■ **Activity**
Only lines containing the string "GreaterThanOrEqual" belong in the answer; find them in the records and copy them.

Stored items:

•••

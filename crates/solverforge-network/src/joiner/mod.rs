// Joiners for constraint stream joins and existence checks.
//
// A joiner is an ordered list of comparison levels plus an ordered list of
// filter predicates. Each level pairs a left extractor, a comparison and a
// right extractor; join nodes index both sides on the level keys, so only
// the filters run per candidate pair.
//
// # Self-joins
//
// Use [`equal()`] with a single extractor when both sides carry the same type:
//
// ```
// use solverforge_network::joiner::equal;
//
// #[derive(Clone, Debug)]
// struct Shift { employee_id: usize }
//
// let same_employee = equal(|s: &Shift| s.employee_id);
// assert!(same_employee.matches(&(Shift { employee_id: 1 },), &Shift { employee_id: 1 }));
// ```
//
// # Cross-joins
//
// Use [`equal_bi()`] between different types. The left extractor receives
// the whole left fact group:
//
// ```
// use solverforge_network::joiner::equal_bi;
//
// #[derive(Clone, Debug)]
// struct Employee { id: usize }
// #[derive(Clone, Debug)]
// struct Shift { employee_id: Option<usize> }
//
// let by_id = equal_bi(
//     |(shift,): &(Shift,)| shift.employee_id,
//     |emp: &Employee| Some(emp.id),
// );
// assert!(by_id.matches(&(Shift { employee_id: Some(2) },), &Employee { id: 2 }));
// ```

mod comparison;
mod equal;
mod filtering;
mod key;
mod overlapping;

#[cfg(test)]
mod tests;

use std::fmt;
use std::hash::{Hash, Hasher};
use std::sync::Arc;

pub use comparison::{greater_than, greater_than_or_equal, less_than, less_than_or_equal};
pub use equal::{equal, equal_bi};
pub use filtering::filtering;
pub use key::IndexKey;
pub use overlapping::overlapping;

use crate::error::NetworkError;

pub(crate) type Extractor<T> = Arc<dyn Fn(&T) -> IndexKey + Send + Sync>;
pub(crate) type Predicate<L, R> = Arc<dyn Fn(&L, &R) -> bool + Send + Sync>;

/// How a level compares the left key with the right key.
#[derive(Debug, Clone, Copy, PartialEq, Eq, Hash)]
pub enum JoinerComparison {
    Equal,
    LessThan,
    LessThanOrEqual,
    GreaterThan,
    GreaterThanOrEqual,
}

impl JoinerComparison {
    /// Returns the comparison with both sides swapped: `a < b` iff `b > a`.
    pub fn flip(self) -> Self {
        match self {
            JoinerComparison::Equal => JoinerComparison::Equal,
            JoinerComparison::LessThan => JoinerComparison::GreaterThan,
            JoinerComparison::LessThanOrEqual => JoinerComparison::GreaterThanOrEqual,
            JoinerComparison::GreaterThan => JoinerComparison::LessThan,
            JoinerComparison::GreaterThanOrEqual => JoinerComparison::LessThanOrEqual,
        }
    }

    /// Tests `left <op> right`.
    #[inline]
    pub fn test(self, left: &IndexKey, right: &IndexKey) -> bool {
        match self {
            JoinerComparison::Equal => left == right,
            JoinerComparison::LessThan => left < right,
            JoinerComparison::LessThanOrEqual => left <= right,
            JoinerComparison::GreaterThan => left > right,
            JoinerComparison::GreaterThanOrEqual => left >= right,
        }
    }
}

/// One comparison level of a joiner.
pub struct JoinerLevel<L, R> {
    left: Extractor<L>,
    comparison: JoinerComparison,
    right: Extractor<R>,
}

impl<L: 'static, R: 'static> JoinerLevel<L, R> {
    pub fn new<Kl, Kr, Fl, Fr>(left: Fl, comparison: JoinerComparison, right: Fr) -> Self
    where
        Kl: Into<IndexKey>,
        Kr: Into<IndexKey>,
        Fl: Fn(&L) -> Kl + Send + Sync + 'static,
        Fr: Fn(&R) -> Kr + Send + Sync + 'static,
    {
        Self {
            left: Arc::new(move |l: &L| -> IndexKey { left(l).into() }),
            comparison,
            right: Arc::new(move |r: &R| -> IndexKey { right(r).into() }),
        }
    }
}

impl<L, R> JoinerLevel<L, R> {
    pub(crate) fn from_extractors(
        left: Extractor<L>,
        comparison: JoinerComparison,
        right: Extractor<R>,
    ) -> Self {
        Self {
            left,
            comparison,
            right,
        }
    }

    pub fn comparison(&self) -> JoinerComparison {
        self.comparison
    }

    #[inline]
    pub fn left_key(&self, left: &L) -> IndexKey {
        (self.left)(left)
    }

    #[inline]
    pub fn right_key(&self, right: &R) -> IndexKey {
        (self.right)(right)
    }

    #[inline]
    pub fn matches(&self, left: &L, right: &R) -> bool {
        self.comparison
            .test(&self.left_key(left), &self.right_key(right))
    }
}

impl<L, R> Clone for JoinerLevel<L, R> {
    fn clone(&self) -> Self {
        Self {
            left: Arc::clone(&self.left),
            comparison: self.comparison,
            right: Arc::clone(&self.right),
        }
    }
}

impl<L, R> PartialEq for JoinerLevel<L, R> {
    fn eq(&self, other: &Self) -> bool {
        self.comparison == other.comparison
            && Arc::ptr_eq(&self.left, &other.left)
            && Arc::ptr_eq(&self.right, &other.right)
    }
}

impl<L, R> Eq for JoinerLevel<L, R> {}

impl<L, R> Hash for JoinerLevel<L, R> {
    fn hash<H: Hasher>(&self, state: &mut H) {
        self.comparison.hash(state);
        Arc::as_ptr(&self.left).cast::<()>().hash(state);
        Arc::as_ptr(&self.right).cast::<()>().hash(state);
    }
}

impl<L, R> fmt::Debug for JoinerLevel<L, R> {
    fn fmt(&self, f: &mut fmt::Formatter<'_>) -> fmt::Result {
        f.debug_struct("JoinerLevel")
            .field("comparison", &self.comparison)
            .finish_non_exhaustive()
    }
}

/// Matching condition between a left fact group `L` and a right fact `R`.
///
/// Immutable once built; clones share their extractors, so a clone compares
/// equal to the original.
pub struct Joiner<L, R> {
    levels: Vec<JoinerLevel<L, R>>,
    filters: Vec<Predicate<L, R>>,
}

impl<L, R> Joiner<L, R> {
    /// The joiner with no levels and no filters; it matches every pair.
    pub fn identity() -> Self {
        Self {
            levels: Vec::new(),
            filters: Vec::new(),
        }
    }

    /// Builds a joiner from an explicit level list.
    ///
    /// # Errors
    ///
    /// Returns [`NetworkError::EmptyJoiner`] if `levels` is empty.
    pub fn from_levels(levels: Vec<JoinerLevel<L, R>>) -> Result<Self, NetworkError> {
        if levels.is_empty() {
            return Err(NetworkError::EmptyJoiner);
        }
        Ok(Self {
            levels,
            filters: Vec::new(),
        })
    }

    pub(crate) fn from_level(level: JoinerLevel<L, R>) -> Self {
        Self {
            levels: vec![level],
            filters: Vec::new(),
        }
    }

    pub(crate) fn from_filter(filter: Predicate<L, R>) -> Self {
        Self {
            levels: Vec::new(),
            filters: vec![filter],
        }
    }

    /// Conjunction: this joiner's levels then `other`'s, same for filters.
    pub fn and(mut self, other: Joiner<L, R>) -> Self {
        self.levels.extend(other.levels);
        self.filters.extend(other.filters);
        self
    }

    /// Folds a list of joiners with [`and`](Self::and).
    ///
    /// A single joiner is returned as is; an empty list yields
    /// [`identity`](Self::identity).
    pub fn merge(joiners: Vec<Joiner<L, R>>) -> Self {
        let mut joiners = joiners.into_iter();
        match joiners.next() {
            None => Self::identity(),
            Some(first) => joiners.fold(first, Joiner::and),
        }
    }

    /// Evaluates every level in order, then every filter, failing fast.
    pub fn matches(&self, left: &L, right: &R) -> bool {
        self.levels.iter().all(|level| level.matches(left, right)) && self.test_filters(left, right)
    }

    /// Evaluates only the filter predicates.
    #[inline]
    pub fn test_filters(&self, left: &L, right: &R) -> bool {
        self.filters.iter().all(|filter| filter(left, right))
    }

    pub fn levels(&self) -> &[JoinerLevel<L, R>] {
        &self.levels
    }

    pub fn level_count(&self) -> usize {
        self.levels.len()
    }

    pub fn filter_count(&self) -> usize {
        self.filters.len()
    }

    pub fn comparisons(&self) -> Vec<JoinerComparison> {
        self.levels.iter().map(JoinerLevel::comparison).collect()
    }

    pub fn left_keys(&self, left: &L) -> Vec<IndexKey> {
        self.levels.iter().map(|level| level.left_key(left)).collect()
    }

    pub fn right_keys(&self, right: &R) -> Vec<IndexKey> {
        self.levels.iter().map(|level| level.right_key(right)).collect()
    }
}

impl<L, R> Clone for Joiner<L, R> {
    fn clone(&self) -> Self {
        Self {
            levels: self.levels.clone(),
            filters: self.filters.clone(),
        }
    }
}

impl<L, R> Default for Joiner<L, R> {
    fn default() -> Self {
        Self::identity()
    }
}

impl<L, R> PartialEq for Joiner<L, R> {
    fn eq(&self, other: &Self) -> bool {
        self.levels == other.levels
            && self.filters.len() == other.filters.len()
            && self
                .filters
                .iter()
                .zip(&other.filters)
                .all(|(a, b)| Arc::ptr_eq(a, b))
    }
}

impl<L, R> Eq for Joiner<L, R> {}

impl<L, R> Hash for Joiner<L, R> {
    fn hash<H: Hasher>(&self, state: &mut H) {
        self.levels.hash(state);
        for filter in &self.filters {
            Arc::as_ptr(filter).cast::<()>().hash(state);
        }
    }
}

impl<L, R> fmt::Debug for Joiner<L, R> {
    fn fmt(&self, f: &mut fmt::Formatter<'_>) -> fmt::Result {
        f.debug_struct("Joiner")
            .field("comparisons", &self.comparisons())
            .field("filters", &self.filters.len())
            .finish()
    }
}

•••

■ **Answer box**
    GreaterThanOrEqual,
            JoinerComparison::LessThanOrEqual => JoinerComparison::GreaterThanOrEqual,
            JoinerComparison::GreaterThanOrEqual => JoinerComparison::LessThanOrEqual,
            JoinerComparison::GreaterThanOrEqual => left >= right,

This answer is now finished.